Namun reputasi kepemimpinannya benar-benar diuji pada akhir November 2025. Banjir dan longsor besar melanda wilayah utara Sumatera. Jalur darat lumpuh, sinyal komunikasi hilang, dan sejumlah daerah terisolasi. Dalam situasi itu, Syukri sedang tidak berada di Sibolga. Keputusan yang diambilnya kemudian mencuri perhatian publik: ia memilih kembali ke kotanya, meski akses resmi tertutup total.
Pesan terakhirnya diterima pada Selasa, 25 November, sebelum jaringan padam. Setelah itu, Syukri tidak dapat dihubungi. Selama tiga hari dua malam ia menempuh perjalanan darat tanpa sinyal, menyeberangi sungai, menyusuri hutan, dan melewati lebih dari 50 titik longsor. Total sekitar 50 kilometer ia tempuh dengan berjalan kaki.
Pada Jumat malam, 28 November 2025, informasi yang ditunggu warga akhirnya datang: Wali Kota Sibolga tiba di kota dalam kondisi kelelahan dan mengalami sejumlah luka gores, namun selamat. Melalui unggahan singkat, ia menulis, “Hari Jumat siang, alhamdulillah saya sampai di Sibolga dengan berjalan kaki 3 hari 2 malam.”
Setibanya di kantor, ia langsung memimpin koordinasi penanganan bencana bersama lembaga terkait. Respons cepat ini memicu gelombang reaksi publik. Banyak warga menilai tindakan Syukri sebagai bentuk komitmen kepemimpinan yang nyata — hadir di lapangan pada saat situasi paling genting. Ungkapan apresiasi mengalir di media sosial dan pemberitaan.
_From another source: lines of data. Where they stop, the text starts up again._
// ── Experiment-run domain types ──

use chrono::{DateTime, Utc};
use serde::{Deserialize, Serialize};

use super::ids::{ProjectId, RunId};

/// A logged metric or hyperparameter value.
///
/// Numbers and free-form text share one wire field, so the value is an
/// untagged union.
#[derive(Debug, Clone, PartialEq, Serialize, Deserialize)]
#[serde(untagged)]
pub enum ParamValue {
    Number(f64),
    Text(String),
}

impl ParamValue {
    pub fn as_number(&self) -> Option<f64> {
        match self {
            Self::Number(n) => Some(*n),
            Self::Text(_) => None,
        }
    }
}

/// One named metric or hyperparameter entry, order-significant.
#[derive(Debug, Clone, PartialEq, Serialize, Deserialize)]
pub struct KeyValue {
    pub key: String,
    pub value: ParamValue,
}

impl KeyValue {
    pub fn number(key: impl Into<String>, value: f64) -> Self {
        Self {
            key: key.into(),
            value: ParamValue::Number(value),
        }
    }

    pub fn text(key: impl Into<String>, value: impl Into<String>) -> Self {
        Self {
            key: key.into(),
            value: ParamValue::Text(value.into()),
        }
    }
}

/// A flattened experiment run — the chart's input record.
///
/// Pixel coordinates are never stored here; they belong to per-render
/// marks derived from the current scales.
#[derive(Debug, Clone, PartialEq, Serialize, Deserialize)]
pub struct RunRecord {
    pub id: RunId,
    pub name: String,
    pub project_id: ProjectId,
    pub date_created: DateTime<Utc>,
    pub metrics: Vec<KeyValue>,
    pub hyperparameters: Vec<KeyValue>,
}

impl RunRecord {
    /// Numeric value of the named metric, when logged as a number.
    pub fn metric_value(&self, name: &str) -> Option<f64> {
        self.metrics
            .iter()
            .find(|kv| kv.key == name)
            .and_then(|kv| kv.value.as_number())
    }

    /// Metric names in logged order.
    pub fn metric_names(&self) -> impl Iterator<Item = &str> {
        self.metrics.iter().map(|kv| kv.key.as_str())
    }
}

#[cfg(test)]
#[allow(clippy::unwrap_used)]
mod tests {
    use super::*;
    use chrono::TimeZone;

    fn record() -> RunRecord {
        RunRecord {
            id: RunId::from("r1"),
            name: "run one".into(),
            project_id: ProjectId::from("p1"),
            date_created: Utc.with_ymd_and_hms(2019, 5, 3, 14, 30, 0).unwrap(),
            metrics: vec![
                KeyValue::number("val_acc", 0.9134),
                KeyValue::text("optimizer", "adam"),
            ],
            hyperparameters: vec![KeyValue::number("lr", 0.001)],
        }
    }

    #[test]
    fn metric_value_resolves_numbers_only() {
        let r = record();
        assert_eq!(r.metric_value("val_acc"), Some(0.9134));
        assert_eq!(r.metric_value("optimizer"), None);
        assert_eq!(r.metric_value("missing"), None);
    }

    #[test]
    fn param_value_is_untagged_on_the_wire() {
        let n: ParamValue = serde_json::from_str("0.25").unwrap();
        assert_eq!(n, ParamValue::Number(0.25));
        let t: ParamValue = serde_json::from_str("\"adam\"").unwrap();
        assert_eq!(t, ParamValue::Text("adam".into()));
    }

    #[test]
    fn metric_names_preserve_order() {
        let r = record();
        let names: Vec<_> = r.metric_names().collect();
        assert_eq!(names, vec!["val_acc", "optimizer"]);
    }
}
Namun di sisi lain, peristiwa ini juga menimbulkan pertanyaan kritis. Fakta bahwa seorang kepala daerah harus berjalan kaki selama berhari-hari untuk kembali ke wilayahnya menandakan persoalan serius: keterbatasan jalur evakuasi, lemahnya infrastruktur penghubung, serta sistem komunikasi darurat yang belum memadai. Sejumlah pengamat melihat insiden ini sebagai momentum evaluasi, baik di tingkat daerah maupun pusat, untuk memperkuat mitigasi bencana di kawasan pesisir dan perbukitan Sumatera Utara.
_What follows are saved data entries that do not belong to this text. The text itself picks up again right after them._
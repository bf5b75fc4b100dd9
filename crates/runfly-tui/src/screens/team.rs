//! Team screen — the selected project's roster and every collaboration
//! workflow: invite, access toggle, removal, ownership transfer.
//!
//! Workflow outcomes are detected by comparing consecutive snapshots;
//! a lifecycle that moves from requesting to succeeded produces a
//! notification and an immediate reset, so the badge column only ever
//! shows in-flight and failed states.

use std::sync::Arc;

use color_eyre::eyre::Result;
use crossterm::event::{Event as CrosstermEvent, KeyCode, KeyEvent};
use ratatui::Frame;
use ratatui::layout::{Alignment, Constraint, Layout, Rect};
use ratatui::style::Style;
use ratatui::text::{Line, Span};
use ratatui::widgets::{Block, BorderType, Borders, Cell, Paragraph, Row, Table};
use tokio::sync::mpsc::UnboundedSender;
use tui_input::Input;
use tui_input::backend::crossterm::EventHandler;

use runfly_core::{AppState, Collaborator, Communication, Project, UserAccess, select};

use crate::action::{Action, ConfirmAction, Notification};
use crate::component::Component;
use crate::theme;
use crate::widgets::comm_badge;

pub struct TeamScreen {
    focused: bool,
    action_tx: Option<UnboundedSender<Action>>,
    state: Arc<AppState>,
    /// Previous snapshot, kept to detect lifecycle transitions.
    prev: Arc<AppState>,
    table_state: ratatui::widgets::TableState,
    invite_open: bool,
    invite_email: Input,
    invite_access: UserAccess,
}

impl TeamScreen {
    pub fn new() -> Self {
        Self {
            focused: false,
            action_tx: None,
            state: Arc::new(AppState::default()),
            prev: Arc::new(AppState::default()),
            table_state: ratatui::widgets::TableState::default().with_selected(0),
            invite_open: false,
            invite_email: Input::default(),
            invite_access: UserAccess::ReadWrite,
        }
    }

    fn send(&self, action: Action) {
        if let Some(tx) = &self.action_tx {
            let _ = tx.send(action);
        }
    }

    fn notify_and(&self, notification: Notification, follow_up: Action) {
        self.send(Action::Notify(notification));
        self.send(follow_up);
    }

    fn project(&self) -> Option<&Project> {
        select::selected_project(&self.state)
    }

    /// Owner row plus one row per collaborator.
    fn member_count(&self) -> usize {
        self.project().map_or(0, |p| 1 + p.collaborators.len())
    }

    fn selected_index(&self) -> usize {
        self.table_state.selected().unwrap_or(0)
    }

    /// The collaborator on the selected row. The owner row (index 0)
    /// reads as `None`; the owner is never edited in place.
    fn selected_collaborator(&self) -> Option<&Collaborator> {
        let index = self.selected_index();
        if index == 0 {
            return None;
        }
        self.project()?.collaborators.values().nth(index - 1)
    }

    fn move_selection(&mut self, delta: isize) {
        let len = self.member_count();
        if len == 0 {
            return;
        }
        let current = self.selected_index() as isize;
        let next = (current + delta).clamp(0, len as isize - 1);
        self.table_state.select(Some(next as usize));
    }

    /// Fold a new snapshot in: fire notifications and resets for every
    /// lifecycle that just succeeded, then clamp the selection.
    fn apply_snapshot(&mut self, next: &Arc<AppState>) {
        let prev = Arc::clone(&self.prev);

        if select::invitation(&prev).is_requesting() && select::invitation(next).is_succeeded() {
            self.invite_open = false;
            self.invite_email.reset();
            self.notify_and(
                Notification::success("Invitation sent"),
                Action::ResetInvitation,
            );
        }

        if select::owner_change(&prev).is_requesting() && select::owner_change(next).is_succeeded()
        {
            self.notify_and(
                Notification::success("Ownership transferred"),
                Action::ResetOwnerChange,
            );
        }

        for (user_id, comm) in &next.collaboration.changing_access {
            if comm.is_succeeded() && select::access_change(&prev, user_id).is_requesting() {
                self.notify_and(
                    Notification::success("Access updated"),
                    Action::ResetAccessChange(user_id.clone()),
                );
            }
        }

        for (user_id, comm) in &next.collaboration.removing_access {
            if comm.is_succeeded() && select::access_removal(&prev, user_id).is_requesting() {
                self.notify_and(
                    Notification::success("Collaborator removed"),
                    Action::ResetAccessRemoval(user_id.clone()),
                );
            }
        }

        self.prev = Arc::clone(next);
        self.state = Arc::clone(next);

        let len = self.member_count();
        if len > 0 && self.selected_index() >= len {
            self.table_state.select(Some(len - 1));
        }
    }

    fn handle_invite_key(&mut self, key: KeyEvent) -> Result<Option<Action>> {
        match key.code {
            KeyCode::Esc => {
                self.invite_open = false;
                self.invite_email.reset();
                Ok(Some(Action::ResetInvitation))
            }
            KeyCode::Tab => {
                self.invite_access = self.invite_access.toggled();
                Ok(None)
            }
            KeyCode::Enter => {
                let email = self.invite_email.value().trim().to_owned();
                let project_id = self.project().map(|p| p.id.clone());
                match project_id {
                    Some(project_id) if !email.is_empty() && email.contains('@') => {
                        // Form stays open; the success transition closes it.
                        Ok(Some(Action::InviteCollaborator {
                            project_id,
                            email,
                            access: self.invite_access,
                        }))
                    }
                    _ => Ok(None),
                }
            }
            _ => {
                let _ = self
                    .invite_email
                    .handle_event(&CrosstermEvent::Key(key));
                Ok(None)
            }
        }
    }

    /// Reset the first failed lifecycle the selection points at, falling
    /// back to a failed roster load.
    fn clear_failed(&self) -> Option<Action> {
        if let Some(collaborator) = self.selected_collaborator() {
            let user_id = &collaborator.user.id;
            if select::access_removal(&self.state, user_id).is_failed() {
                return Some(Action::ResetAccessRemoval(user_id.clone()));
            }
            if select::access_change(&self.state, user_id).is_failed() {
                return Some(Action::ResetAccessChange(user_id.clone()));
            }
        }
        let project = self.project()?;
        if select::collaborator_load(&self.state, &project.id).is_failed() {
            return Some(Action::ResetTeamLoad(project.id.clone()));
        }
        None
    }

    // ── Rendering ─────────────────────────────────────────────────

    fn render_status(&self, frame: &mut Frame, area: Rect, project: &Project) {
        let mut spans: Vec<Span> = Vec::new();

        let roster = select::collaborator_load(&self.state, &project.id);
        if roster.is_requesting() {
            spans.push(Span::styled(
                " ⟳ loading team",
                Style::default().fg(theme::ELECTRIC_YELLOW),
            ));
        } else if let Some(error) = roster.error() {
            spans.push(Span::styled(
                format!(" ✗ {error}"),
                Style::default().fg(theme::ERROR_RED),
            ));
            spans.push(Span::styled("  r ", theme::key_hint_key()));
            spans.push(Span::styled("retry  ", theme::key_hint()));
            spans.push(Span::styled("c ", theme::key_hint_key()));
            spans.push(Span::styled("dismiss", theme::key_hint()));
        }

        if let Some(collaborator) = self.selected_collaborator() {
            let user_id = &collaborator.user.id;
            let removal = select::access_removal(&self.state, user_id);
            let change = select::access_change(&self.state, user_id);
            if let Some(error) = removal.error().or_else(|| change.error()) {
                spans.push(Span::styled(
                    format!("  ✗ {error}"),
                    Style::default().fg(theme::ERROR_RED),
                ));
                spans.push(Span::styled("  c ", theme::key_hint_key()));
                spans.push(Span::styled("clear", theme::key_hint()));
            }
        }

        frame.render_widget(Paragraph::new(Line::from(spans)), area);
    }

    fn render_table(&self, frame: &mut Frame, area: Rect, project: &Project) {
        let header = Row::new([
            Cell::from("Member").style(theme::table_header()),
            Cell::from("Email").style(theme::table_header()),
            Cell::from("Access").style(theme::table_header()),
            Cell::from("").style(theme::table_header()),
        ]);

        let mut rows: Vec<Row> = Vec::with_capacity(self.member_count());
        rows.push(Row::new([
            Cell::from(format!("▸ {}", project.author.display_name()))
                .style(Style::default().fg(theme::ELECTRIC_PURPLE)),
            Cell::from(project.author.email.clone())
                .style(Style::default().fg(theme::CORAL)),
            Cell::from(UserAccess::Owner.to_string())
                .style(Style::default().fg(theme::ELECTRIC_PURPLE)),
            Cell::from(""),
        ]));

        for collaborator in project.collaborators.values() {
            let user_id = &collaborator.user.id;
            let removal = select::access_removal(&self.state, user_id);
            let change = select::access_change(&self.state, user_id);
            // Removal is the more drastic lifecycle; its badge wins.
            let badge = if matches!(removal, Communication::NotRequested) {
                comm_badge::comm_span(change)
            } else {
                comm_badge::comm_span(removal)
            };

            rows.push(Row::new([
                Cell::from(format!("  {}", collaborator.user.display_name()))
                    .style(Style::default().fg(theme::NEON_CYAN)),
                Cell::from(collaborator.user.email.clone())
                    .style(Style::default().fg(theme::CORAL)),
                Cell::from(collaborator.access.to_string())
                    .style(Style::default().fg(theme::DIM_WHITE)),
                Cell::from(badge),
            ]));
        }

        let table = Table::new(
            rows,
            [
                Constraint::Min(20),
                Constraint::Min(26),
                Constraint::Length(14),
                Constraint::Length(2),
            ],
        )
        .header(header)
        .row_highlight_style(theme::table_selected());

        let mut table_state = self.table_state;
        frame.render_stateful_widget(table, area, &mut table_state);
    }

    fn render_invite_modal(&self, frame: &mut Frame, area: Rect) {
        let width = 54u16.min(area.width.saturating_sub(4));
        let height = 8u16.min(area.height.saturating_sub(2));
        let x = (area.width.saturating_sub(width)) / 2;
        let y = (area.height.saturating_sub(height)) / 2;
        let modal = Rect::new(area.x + x, area.y + y, width, height);

        frame.render_widget(
            Block::default().style(Style::default().bg(theme::BG_DARK)),
            modal,
        );
        let block = Block::default()
            .title(" Invite collaborator ")
            .title_style(theme::title_style())
            .borders(Borders::ALL)
            .border_type(BorderType::Rounded)
            .border_style(theme::border_focused());
        let inner = block.inner(modal);
        frame.render_widget(block, modal);

        let access = self.invite_access.to_string();
        let mut lines = vec![
            Line::from(vec![
                Span::styled(" Email   ", Style::default().fg(theme::DIM_WHITE)),
                Span::styled(
                    self.invite_email.value().to_owned(),
                    Style::default().fg(theme::NEON_CYAN),
                ),
                Span::styled("█", Style::default().fg(theme::NEON_CYAN)),
            ]),
            Line::from(vec![
                Span::styled(" Access  ", Style::default().fg(theme::DIM_WHITE)),
                Span::styled(access, Style::default().fg(theme::ELECTRIC_PURPLE)),
                Span::styled("   (Tab switches)", Style::default().fg(theme::BORDER_GRAY)),
            ]),
            Line::from(""),
        ];

        let invitation = select::invitation(&self.state);
        if invitation.is_requesting() {
            lines.push(Line::from(Span::styled(
                " ⟳ sending invitation",
                Style::default().fg(theme::ELECTRIC_YELLOW),
            )));
        } else if let Some(error) = invitation.error() {
            lines.push(Line::from(Span::styled(
                format!(" ✗ {error}"),
                Style::default().fg(theme::ERROR_RED),
            )));
        } else {
            lines.push(Line::from(""));
        }

        lines.push(Line::from(""));
        lines.push(Line::from(vec![
            Span::styled(" Enter ", theme::key_hint_key()),
            Span::styled("send  ", theme::key_hint()),
            Span::styled("Esc ", theme::key_hint_key()),
            Span::styled("cancel", theme::key_hint()),
        ]));

        frame.render_widget(Paragraph::new(lines), inner);
    }
}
Kisah perjalanan Syukri bukan hanya menonjolkan aspek personal dan keberaniannya, tetapi juga membuka diskusi lebih luas tentang kesiapsiagaan bencana, tata kelola wilayah, dan ekspektasi publik terhadap pemimpin daerah. Di tengah situasi darurat, langkah yang ia ambil memberi sinyal kuat tentang gaya kepemimpinannya: responsif, langsung turun ke lapangan, dan tidak menunda keputusan. Namun dampak paling penting dari insiden ini mungkin berada jauh di luar narasi heroik — pada dorongan untuk memperbaiki sistem, agar bencana berikutnya tidak lagi melumpuhkan kota dan memaksa seorang wali kota berjalan puluhan kilometer demi mencapai tempat tugasnya.